- WHAT YOU ARE ASKED TO DO:
Search the data for the string "trigger" and extract every line where it appears.

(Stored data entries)
______
impl Backend for Scripted {
    fn me(&self, token: &str) -> Result<MeResponse, ApiError> {
        self.record(format!("me:{token}"));
        self.me.borrow().clone()
    }

    fn stats(&self, _token: &str) -> Result<StatsResponse, ApiError> {
        self.record("stats".to_string());
        self.stats.borrow().clone()
    }

    fn guild_settings(&self, _token: &str, guild_id: &str) -> Result<SettingsMap, ApiError> {
        self.record(format!("settings.load:{guild_id}"));
        self.settings.borrow().clone()
    }

    fn save_guild_settings(
        &self,
        _token: &str,
        guild_id: &str,
        settings: &SettingsMap,
    ) -> Result<ActionResponse, ApiError> {
        self.record(format!("settings.save:{guild_id}"));
        *self.saved.borrow_mut() = Some(settings.clone());
        self.save.borrow().clone()
    }

    fn roles(&self, _token: &str, guild_id: &str) -> Result<Vec<Role>, ApiError> {
        self.record(format!("roles:{guild_id}"));
        self.roles.borrow().clone()
    }

    fn channels(&self, _token: &str, guild_id: &str) -> Result<Vec<Channel>, ApiError> {
        self.record(format!("channels:{guild_id}"));
        self.channels.borrow().clone()
    }

    fn trigger(
        &self,
        _token: &str,
        guild_id: &str,
        action: &str,
    ) -> Result<ActionResponse, ApiError> {
        self.record(format!("trigger:{guild_id}:{action}"));
        self.trigger.borrow().clone()
    }

    fn ai_plan(
        &self,
        _token: &str,
        guild_id: &str,
        prompt: &str,
    ) -> Result<PlanResponse, ApiError> {
        self.record(format!("ai.plan:{guild_id}:{prompt}"));
        self.plan.borrow().clone()
    }

    fn ai_execute(
        &self,
        _token: &str,
        guild_id: &str,
        plan: &[PlanStep],
    ) -> Result<ActionResponse, ApiError> {
        self.record(format!("ai.execute:{guild_id}:{}", plan.len()));
        self.execute.borrow().clone()
    }

    fn ai_suggest(&self, _token: &str, guild_id: &str) -> Result<SuggestResponse, ApiError> {
        self.record(format!("ai.suggest:{guild_id}"));
        self.suggest.borrow().clone()
    }

    fn apply_suggestions(
        &self,
        _token: &str,
        guild_id: &str,
        color_updates: &[ColorSuggestion],
    ) -> Result<ActionResponse, ApiError> {
        self.record(format!("ai.apply:{guild_id}"));
        *self.color_updates.borrow_mut() = color_updates.to_vec();
        self.apply.borrow().clone()
    }

    fn invite_url(&self, guild_id: &str) -> Result<String, ApiError> {
        self.record(format!("invite:{guild_id}"));
        self.invite.borrow().clone()
    }
}

// ---------------------------------------------------------------------------
// Helpers
// ---------------------------------------------------------------------------

fn temp_store(name: &str) -> SessionStore {
    let dir: PathBuf = std::env::temp_dir().join(format!(
        "primedash-dash-{}-{}",
        std::process::id(),
        name
    ));
    let _ = std::fs::remove_dir_all(&dir);
    SessionStore::at(dir.join("session.json"))
}

fn dashboard(name: &str, backend: Scripted) -> Dashboard<Scripted> {
    Dashboard::new(backend, temp_store(name), FeedbackConfig::default())
}

/// Dashboard booted with token "tok".
fn booted(name: &str, backend: Scripted) -> Dashboard<Scripted> {
    let mut dash = dashboard(name, backend);
    assert!(dash.boot(Some("tok".to_string())));
    dash
}

fn role(id: &str, name: &str) -> Role {
    Role {
        id: id.to_string(),
        name: name.to_string(),
        color: 0,
        managed: false,
    }
}

fn plan_response() -> PlanResponse {
    serde_json::from_value(json!({
        "status": "success",
        "plan": [
            {"action": "create_category", "name": "EDITING"},
            {"action": "create_channel", "name": "clips", "type": "text", "category": "EDITING"},
        ]
    }))
    .unwrap()
}

// ---------------------------------------------------------------------------
// Session
// ---------------------------------------------------------------------------

#[test]
fn boot_loads_identity_guilds_and_stats() {
    let dash = booted("boot-ok", Scripted::new());
    assert!(dash.is_authenticated());
    assert_eq!(dash.token(), Some("tok"));
    assert_eq!(dash.user().map(|u| u.name.as_str()), Some("bmr"));
    assert_eq!(dash.guilds().len(), 4);
    assert_eq!(dash.stats().map(|s| s.users), Some(12345));
    assert_eq!(dash.backend().calls(), vec!["me:tok", "stats"]);

    let manageable: Vec<&str> = dash
        .manageable_guilds()
        .iter()
        .map(|g| g.id.as_str())
        .collect();
    assert_eq!(manageable, vec!["100", "200", "400"]);
}

#[test]
fn boot_without_token_makes_no_call() {
    let mut dash = dashboard("boot-none", Scripted::new());
    assert!(!dash.boot(None));
    assert!(!dash.is_authenticated());
    assert!(dash.backend().calls().is_empty());
}

#[test]
fn boot_unauthenticated_logs_out() {
    let backend = Scripted::new();
    *backend.me.borrow_mut() = Ok(MeResponse::default());
    let store = temp_store("boot-unauth");
    store.save("stale").unwrap();

    let mut dash = Dashboard::new(backend, store.clone(), FeedbackConfig::default());
    assert!(!dash.boot(Some("stale".to_string())));
    assert!(!dash.is_authenticated());
    assert!(dash.token().is_none());
    assert!(store.load().is_none());
    assert_eq!(dash.backend().count("stats"), 0);
}

#[test]
fn boot_401_and_transport_errors_log_out_silently() {
    for error in [
        ApiError::Unauthorized,
        ApiError::Transport("connection refused".into()),
        ApiError::Http(500),
    ] {
        let backend = Scripted::new();
        *backend.me.borrow_mut() = Err(error);
        let mut dash = dashboard("boot-err", backend);
        assert!(!dash.boot(Some("tok".to_string())));
        assert!(!dash.is_authenticated());
        assert!(dash.user().is_none());
        assert!(dash.take_alerts().is_empty());
    }
}

#[test]
fn stats_failure_keeps_previous_stats() {
    let mut dash = booted("stats-fail", Scripted::new());
    *dash.backend().stats.borrow_mut() = Err(ApiError::Transport("timeout".into()));
    assert!(!dash.fetch_stats());
    assert_eq!(dash.stats().map(|s| s.messages), Some(1234));
}

#[test]
fn logout_drops_session_state() {
    let store = temp_store("logout");
    store.save("tok").unwrap();
    let mut dash = Dashboard::new(Scripted::new(), store.clone(), FeedbackConfig::default());
    assert!(dash.boot(store.load()));
    assert!(dash.open_config("100"));

    dash.logout();
    assert!(!dash.is_authenticated());
    assert!(dash.active_guild().is_none());
    assert!(dash.form().is_none());
    assert!(dash.guilds().is_empty());
    assert!(store.load().is_none());
}

// ---------------------------------------------------------------------------
// Guild grid and configuration
// ---------------------------------------------------------------------------

#[test]
fn no_manageable_guilds_renders_only_placeholder() {
    let backend = Scripted::new();
    *backend.me.borrow_mut() = serde_json::from_value(json!({
        "authenticated": true,
        "user": {"id": "5", "name": "bmr"},
        "guilds": [{"id": "1", "name": "Lurker", "permissions": "1024"}]
    }))
    .map_err(|e| ApiError::Transport(e.to_string()));
    let dash = booted("grid-empty", backend);
    assert!(render::guild_cards(dash.guilds()).is_empty());
    assert_eq!(
        render::guild_grid(dash.guilds()),
        vec!["No managed servers found.".to_string()]
    );
}

#[test]
fn open_config_fills_fallbacks_and_fetches_roles() {
    let backend = Scripted::new();
    *backend.settings.borrow_mut() = Ok(json!({"log_channel": "777", "vibe": ""})
        .as_object()
        .cloned()
        .unwrap());
    let mut dash = booted("open", backend);

    assert!(dash.open_config("100"));
    assert_eq!(dash.navigation().active(), Tab::Customization);
    assert_eq!(dash.active_guild().map(|g| g.id.as_str()), Some("100"));

    let form = dash.form().unwrap();
    assert_eq!(form.get(SettingsField::Prefix), "!");
    assert_eq!(form.get(SettingsField::Vibe), "chill");
    assert_eq!(form.get(SettingsField::LogChannel), "777");
    assert_eq!(form.get(SettingsField::MutedRole), "");
    assert_eq!(dash.backend().count("roles:100"), 1);
}

#[test]
fn settings_failure_skips_role_fetch() {
    let backend = Scripted::new();
    *backend.settings.borrow_mut() = Err(ApiError::Http(403));
    let mut dash = booted("open-fail", backend);
    assert!(!dash.open_config("100"));
    assert!(dash.form().is_none());
    assert_eq!(dash.backend().count("roles"), 0);
    assert!(dash.take_alerts().is_empty());
}

#[test]
fn open_config_rejects_unmanageable_guild() {
    let mut dash = booted("open-lobby", Scripted::new());
    assert!(!dash.open_config("300"));
    assert!(dash.active_guild().is_none());
    assert_eq!(dash.backend().count("settings.load"), 0);
}

#[test]
fn find_guild_by_name() {
    let dash = booted("find", Scripted::new());
    assert_eq!(dash.find_guild("edit lab").map(|g| g.id.as_str()), Some("200"));
    assert!(dash.find_guild("Lobby").is_none());
}

#[test]
fn select_card_opens_config_or_invite() {
    let mut dash = booted("cards", Scripted::new());
    assert_eq!(
        dash.select_card("100"),
        Some(CardAction::OpenConfig { loaded: true })
    );
    assert_eq!(
        dash.select_card("400"),
        Some(CardAction::Invite("https://invite.example/bot".to_string()))
    );
    assert_eq!(dash.backend().count("invite:400"), 1);

    *dash.backend().invite.borrow_mut() = Err(ApiError::Transport("down".into()));
    assert_eq!(dash.select_card("400"), None);
}

#[test]
fn stale_settings_response_is_discarded() {
    let mut dash = booted("stale-settings", Scripted::new());

    let first = dash.begin_open_config("100").unwrap();
    let second = dash.begin_open_config("200").unwrap();

    let late: SettingsMap = json!({"prefix": "?"}).as_object().cloned().unwrap();
    assert!(!dash.apply_settings(&first, Ok(late)));
    assert!(dash.form().is_none());

    let current: SettingsMap = json!({"prefix": "$"}).as_object().cloned().unwrap();
    assert!(dash.apply_settings(&second, Ok(current)));
    assert_eq!(dash.form().unwrap().get(SettingsField::Prefix), "$");
    assert_eq!(dash.active_guild().map(|g| g.id.as_str()), Some("200"));
}

#[test]
fn stale_roles_response_is_discarded() {
    let mut dash = booted("stale-roles", Scripted::new());
    assert!(dash.open_config("100"));
    let ticket = dash.ticket().unwrap();

    assert!(dash.open_config("200"));
    assert!(!dash.apply_roles(&ticket, Ok(vec![role("1", "Old Guild Role")])));
    assert!(dash.roles().is_empty());
}

#[test]
fn roles_failure_keeps_cache() {
    let backend = Scripted::new();
    *backend.roles.borrow_mut() = Ok(vec![role("1", "Editors")]);
    let mut dash = booted("roles-cache", backend);
    assert!(dash.open_config("100"));
    assert_eq!(dash.roles().len(), 1);

    *dash.backend().roles.borrow_mut() = Err(ApiError::Transport("reset".into()));
    assert!(!dash.fetch_roles());
    assert_eq!(dash.roles().len(), 1);
}

#[test]
fn channels_keep_text_like_only() {
    let backend = Scripted::new();
    *backend.channels.borrow_mut() = Ok(serde_json::from_value(json!([
        {"id": "1", "name": "general", "type": 0},
        {"id": "2", "name": "voice", "type": 2},
        {"id": "3", "name": "news", "type": 5},
    ]))
    .unwrap());
    let mut dash = booted("channels", backend);
    assert!(dash.select_guild("100"));
    assert!(dash.fetch_channels());
    let names: Vec<&str> = dash.channels().iter().map(|c| c.name.as_str()).collect();
    assert_eq!(names, vec!["general", "news"]);
}

// ---------------------------------------------------------------------------
// Save and role suggestions
// ---------------------------------------------------------------------------

#[test]
fn save_posts_every_field_and_resets() {
    let mut dash = booted("save", Scripted::new());
    assert!(dash.open_config("100"));
    dash.form_mut()
        .unwrap()
        .set(SettingsField::CustomSystemPrompt, "be nice");

    let t0 = Instant::now();
    assert!(dash.save_active_settings(t0));
    let saved = dash.backend().saved.borrow().clone().unwrap();
    assert_eq!(saved.len(), 20);
    assert_eq!(saved["custom_system_prompt"], json!("be nice"));
    assert_eq!(saved["prefix"], json!("!"));

    let button = dash.button(&ButtonId::Save).unwrap();
    assert_eq!(button.label(), "✓ SIGNALS SYNCED");
    assert!(!button.is_disabled());

    dash.tick(t0 + Duration::from_secs(2));
    assert_eq!(dash.button(&ButtonId::Save).unwrap().state(), FeedbackState::Idle);
}

#[test]
fn save_failure_shows_sync_failed() {
    let mut dash = booted("save-fail", Scripted::new());
    assert!(dash.open_config("100"));
    *dash.backend().save.borrow_mut() = Err(ApiError::Transport("reset".into()));
    assert!(!dash.save_active_settings(Instant::now()));
    assert_eq!(dash.button(&ButtonId::Save).unwrap().label(), "❌ SYNC FAILED");
}

#[test]
fn save_without_active_guild_does_nothing() {
    let mut dash = booted("save-none", Scripted::new());
    assert!(!dash.save_active_settings(Instant::now()));
    assert_eq!(dash.backend().count("settings.save"), 0);
}
//! Event log and debug output.
//!
//! Backend calls are appended to `~/.primedash/events.jsonl`. Debug lines
//! (swallowed failures, discarded stale responses) go to
//! `~/.primedash/client.log` and, with `logging.debug`, to stderr as well.
//! Nothing here may fail a dashboard operation.

pub mod logger;
pub mod reporter;

use std::fs::{OpenOptions, create_dir_all};
use std::io::Write;
use std::path::PathBuf;
use std::sync::OnceLock;

use chrono::Utc;
use colored::Colorize;

use crate::config::schema::LoggingConfig;

#[derive(Debug, Clone, Copy)]
pub struct LogPrefs {
    pub enabled: bool,
    pub debug: bool,
}

static LOG_PREFS: OnceLock<LogPrefs> = OnceLock::new();

/// Install logging preferences. Later calls are ignored.
pub fn init(config: &LoggingConfig) {
    let _ = LOG_PREFS.set(LogPrefs {
        enabled: config.enabled,
        debug: config.debug,
    });
}

/// Current preferences; everything is off until [`init`] runs.
pub fn prefs() -> LogPrefs {
    *LOG_PREFS.get().unwrap_or(&LogPrefs {
        enabled: false,
        debug: false,
    })
}

/// Record a debug line.
pub fn debug(message: &str) {
    let prefs = prefs();
    if prefs.debug {
        eprintln!("{} {}", "[primedash]".dimmed(), message.dimmed());
    }
    if !prefs.enabled {
        return;
    }

    let Some(path) = client_log_path() else {
        return;
    };
    if let Some(parent) = path.parent()
        && create_dir_all(parent).is_err()
    {
        return;
    }
    let Ok(mut file) = OpenOptions::new().create(true).append(true).open(path) else {
        return;
    };
    let _ = writeln!(file, "{} {}", Utc::now().to_rfc3339(), message);
}

fn client_log_path() -> Option<PathBuf> {
    crate::config::data_dir().map(|dir| dir.join("client.log"))
}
______
- SOLVED PROBLEM:
    fn trigger(
        self.record(format!("trigger:{guild_id}:{action}"));
        self.trigger.borrow().clone()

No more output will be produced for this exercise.